**INFORMATION GIVEN**
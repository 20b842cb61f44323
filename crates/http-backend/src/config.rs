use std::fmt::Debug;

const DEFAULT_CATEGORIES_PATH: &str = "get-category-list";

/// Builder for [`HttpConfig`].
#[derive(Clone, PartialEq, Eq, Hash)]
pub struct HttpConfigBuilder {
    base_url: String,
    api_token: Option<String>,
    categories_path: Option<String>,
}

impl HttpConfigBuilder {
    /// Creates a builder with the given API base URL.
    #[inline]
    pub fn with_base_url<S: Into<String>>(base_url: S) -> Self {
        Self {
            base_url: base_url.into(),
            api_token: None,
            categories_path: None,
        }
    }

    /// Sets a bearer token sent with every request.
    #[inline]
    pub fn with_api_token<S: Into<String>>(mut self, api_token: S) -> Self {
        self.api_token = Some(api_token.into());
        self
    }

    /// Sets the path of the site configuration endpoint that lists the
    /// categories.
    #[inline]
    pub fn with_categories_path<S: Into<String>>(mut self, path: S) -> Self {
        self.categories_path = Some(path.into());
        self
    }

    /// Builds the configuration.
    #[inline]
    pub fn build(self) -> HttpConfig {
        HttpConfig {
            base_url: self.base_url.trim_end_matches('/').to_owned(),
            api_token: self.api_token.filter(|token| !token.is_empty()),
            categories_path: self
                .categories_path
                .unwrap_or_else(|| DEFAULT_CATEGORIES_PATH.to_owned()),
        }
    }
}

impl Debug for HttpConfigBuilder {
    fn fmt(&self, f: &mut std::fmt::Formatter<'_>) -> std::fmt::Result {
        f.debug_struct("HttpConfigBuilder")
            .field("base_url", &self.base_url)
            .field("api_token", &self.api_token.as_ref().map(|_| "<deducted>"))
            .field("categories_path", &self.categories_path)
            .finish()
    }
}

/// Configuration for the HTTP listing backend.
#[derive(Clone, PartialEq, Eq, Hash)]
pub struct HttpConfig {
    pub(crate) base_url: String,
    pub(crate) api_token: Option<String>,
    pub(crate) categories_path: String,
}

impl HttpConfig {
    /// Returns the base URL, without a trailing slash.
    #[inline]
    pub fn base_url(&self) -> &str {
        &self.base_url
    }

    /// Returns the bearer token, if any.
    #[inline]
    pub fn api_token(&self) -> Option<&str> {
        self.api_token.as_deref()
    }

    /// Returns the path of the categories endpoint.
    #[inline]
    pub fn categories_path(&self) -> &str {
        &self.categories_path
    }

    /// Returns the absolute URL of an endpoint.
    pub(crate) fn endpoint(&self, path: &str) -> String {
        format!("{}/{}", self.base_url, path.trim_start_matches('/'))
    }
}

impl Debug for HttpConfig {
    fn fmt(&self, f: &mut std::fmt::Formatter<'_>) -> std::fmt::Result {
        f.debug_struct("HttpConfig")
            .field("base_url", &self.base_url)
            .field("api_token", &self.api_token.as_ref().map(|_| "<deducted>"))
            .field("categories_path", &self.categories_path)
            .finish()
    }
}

**WHAT IS REQUIRED**
Return the full listing, character for character.

**OUTPUT**
repository 20b842cb61f44323
filename crates/http-backend/src/config.rs
use std::fmt::Debug;

const DEFAULT_CATEGORIES_PATH: &str = "get-category-list";

/// Builder for [`HttpConfig`].
#[derive(Clone, PartialEq, Eq, Hash)]
pub struct HttpConfigBuilder {
    base_url: String,
    api_token: Option<String>,
    categories_path: Option<String>,
}

impl HttpConfigBuilder {
    /// Creates a builder with the given API base URL.
    #[inline]
    pub fn with_base_url<S: Into<String>>(base_url: S) -> Self {
        Self {
            base_url: base_url.into(),
            api_token: None,
            categories_path: None,
        }
    }

    /// Sets a bearer token sent with every request.
    #[inline]
    pub fn with_api_token<S: Into<String>>(mut self, api_token: S) -> Self {
        self.api_token = Some(api_token.into());
        self
    }

    /// Sets the path of the site configuration endpoint that lists the
    /// categories.
    #[inline]
    pub fn with_categories_path<S: Into<String>>(mut self, path: S) -> Self {
        self.categories_path = Some(path.into());
        self
    }

    /// Builds the configuration.
    #[inline]
    pub fn build(self) -> HttpConfig {
        HttpConfig {
            base_url: self.base_url.trim_end_matches('/').to_owned(),
            api_token: self.api_token.filter(|token| !token.is_empty()),
            categories_path: self
                .categories_path
                .unwrap_or_else(|| DEFAULT_CATEGORIES_PATH.to_owned()),
        }
    }
}

impl Debug for HttpConfigBuilder {
    fn fmt(&self, f: &mut std::fmt::Formatter<'_>) -> std::fmt::Result {
        f.debug_struct("HttpConfigBuilder")
            .field("base_url", &self.base_url)
            .field("api_token", &self.api_token.as_ref().map(|_| "<deducted>"))
            .field("categories_path", &self.categories_path)
            .finish()
    }
}

/// Configuration for the HTTP listing backend.
#[derive(Clone, PartialEq, Eq, Hash)]
pub struct HttpConfig {
    pub(crate) base_url: String,
    pub(crate) api_token: Option<String>,
    pub(crate) categories_path: String,
}

impl HttpConfig {
    /// Returns the base URL, without a trailing slash.
    #[inline]
    pub fn base_url(&self) -> &str {
        &self.base_url
    }

    /// Returns the bearer token, if any.
    #[inline]
    pub fn api_token(&self) -> Option<&str> {
        self.api_token.as_deref()
    }

    /// Returns the path of the categories endpoint.
    #[inline]
    pub fn categories_path(&self) -> &str {
        &self.categories_path
    }

    /// Returns the absolute URL of an endpoint.
    pub(crate) fn endpoint(&self, path: &str) -> String {
        format!("{}/{}", self.base_url, path.trim_start_matches('/'))
    }
}

impl Debug for HttpConfig {
    fn fmt(&self, f: &mut std::fmt::Formatter<'_>) -> std::fmt::Result {
        f.debug_struct("HttpConfig")
            .field("base_url", &self.base_url)
            .field("api_token", &self.api_token.as_ref().map(|_| "<deducted>"))
            .field("categories_path", &self.categories_path)
            .finish()
    }
}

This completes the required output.